Ce jugement accueille la requête d'un habitant de la commune dont il reconnaît la qualité à agir en raison de « sa qualité d'habitant de la commune sur le territoire de laquelle se trouvent les espèces protégées faisant l'objet de la dérogation accordée et eu égard aux conséquences d'une telle décision sur l'environnement ».

La décision est d'autant plus intéressante qu'en référé il avait jugé, à propos de « sa qualité d'habitant de la commune de Vingrau », que « cette seule qualité, en l'absence de toute autre précision, relative notamment au lieu d'implantation de la carrière de Nau Bouques et aux nuisances qu'elle serait susceptible de lui générer n'est pas suffisante pour lui donner qualité à agir ».
Il faut sans doute considérer que le juge, ainsi qu'il résulte des termes de l'ordonnance de référé, a, dans un premier temps, conclu, de l'absence de précision « relative notamment au lieu d'implantation de la carrière et aux nuisances qu'elle serait susceptible de lui générer », à l'absence d'intérêt personnel, conférant la qualité pour agir.

Par le jugement, et dans un second temps, la requête a été accueillie parce que le juge a pu considérer que les espèces protégées contribuaient à la qualité de l'environnement de la commune elle-même et identifier une forme d'intérêt moral collectif, dont chaque citoyen semblerait donc pouvoir se prévaloir.

Il est donc nécessaire, en l'absence de motivation particulière, de rechercher ce qui a pu justifier une telle décision finalement surprenante.

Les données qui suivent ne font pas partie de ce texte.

//! Server console plumbing.
//!
//! The server's stdout and stderr are each drained by a reader task that
//! splits the bytes into lines and forwards them onto one shared unbounded
//! channel. Its stdin is owned by a single writer task that applies commands
//! in submission order and reports each write's outcome to its submitter.
//!
//! - `codec`: line framing for console output.
//! - `reader`: console output reader tasks.
//! - `writer`: the stdin writer task and the [`Console`](writer::Console) handle.

pub mod codec;
pub mod reader;
pub mod writer;

pub use writer::Console;
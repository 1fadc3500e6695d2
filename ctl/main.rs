#![forbid(unsafe_code)]

//! `minecloud-wrapper-ctl`: command-line companion for `minecloud-wrapper`.
//!
//! Talks to the wrapper's HTTP control surface.

use clap::{Parser, Subcommand};
use serde_json::Value;

#[derive(Debug, Parser)]
#[command(
    name = "minecloud-wrapper-ctl",
    about = "Local CLI for the minecloud-wrapper control surface",
    version,
    long_about = None
)]
struct Cli {
    /// Base URL of the wrapper's HTTP control surface.
    #[arg(long, env = "MINECLOUD_WRAPPER_URL", default_value = "http://127.0.0.1:8080")]
    url: String,

    #[command(subcommand)]
    command: Command,
}

#[derive(Debug, Subcommand)]
enum Command {
    /// Print the server status.
    Status,

    /// Stop the server and wait for it to exit.
    Stop,

    /// Save the world.
    Save,

    /// Copy a consistent world snapshot.
    Snapshot,

    /// Send a raw console command.
    Command {
        /// Command text, e.g. `say hello`.
        text: String,
    },
}

type CtlResult<T> = std::result::Result<T, Box<dyn std::error::Error>>;

fn main() {
    let args = Cli::parse();

    let runtime = match tokio::runtime::Builder::new_current_thread().enable_all().build() {
        Ok(runtime) => runtime,
        Err(err) => {
            eprintln!("Failed to start runtime: {err}");
            std::process::exit(1);
        }
    };

    match runtime.block_on(send_request(&args)) {
        Ok(Some(body)) => println!("{body}"),
        Ok(None) => println!("OK"),
        Err(err) => {
            eprintln!("Error: {err}");
            std::process::exit(1);
        }
    }
}

/// Issue the request for `args.command`, returning the printable response body.
async fn send_request(args: &Cli) -> CtlResult<Option<String>> {
    let base = args.url.trim_end_matches('/');
    let client = reqwest::Client::new();

    let request = match &args.command {
        Command::Status => client.get(format!("{base}/status")),
        Command::Stop => client.post(format!("{base}/stop")),
        Command::Save => client.post(format!("{base}/save")),
        Command::Snapshot => client.post(format!("{base}/snapshot")),
        Command::Command { text } => client.post(format!("{base}/command")).body(text.clone()),
    };

    let response = request
        .send()
        .await
        .map_err(|err| format!("failed to reach {base}: {err}"))?;
    let status = response.status();

    if status.is_success() {
        if status == reqwest::StatusCode::NO_CONTENT {
            return Ok(None);
        }
        let body: Value = response.json().await?;
        let text = body
            .get("Status")
            .and_then(Value::as_str)
            .map_or_else(|| body.to_string(), str::to_owned);
        return Ok(Some(text));
    }

    let message = match response.json::<Value>().await {
        Ok(body) => body
            .get("error")
            .and_then(Value::as_str)
            .unwrap_or("unknown error")
            .to_owned(),
        Err(_) => format!("request failed with {status}"),
    };
    Err(message.into())
}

La décision du TA de Montpellier peut faire application du raisonnement qui a déjà vu le juge, en matière d'urbanisme, s'affranchir des règles de proximité et de distance, pour considérer que certaines opérations, par leur importance seule, justifiaient que l'intérêt à agir soit reconnu à tous les habitants de la commune.

Elle peut aussi, sauf à envisager l'erreur de droit résultant de la confusion entre les deux législations distinctes prévues au titre IV et V du Code de l'environnement, être considérée comme prenant place dans un processus plus général d'assouplissement, jusqu'alors mesuré, du principe posé en 1959, traduisant une articulation pragmatique des procédures. L'erreur de droit n'est pas un monopole de l'administration qui applique à une situation donnée un texte qui ne s'y applique pas, ou fonde une décision sur les conséquences erronées qu'il tire d'un texte existant.
Il arrive parfois, de la même manière, que le juge appuie sa décision sur un texte inapplicable à l'espèce.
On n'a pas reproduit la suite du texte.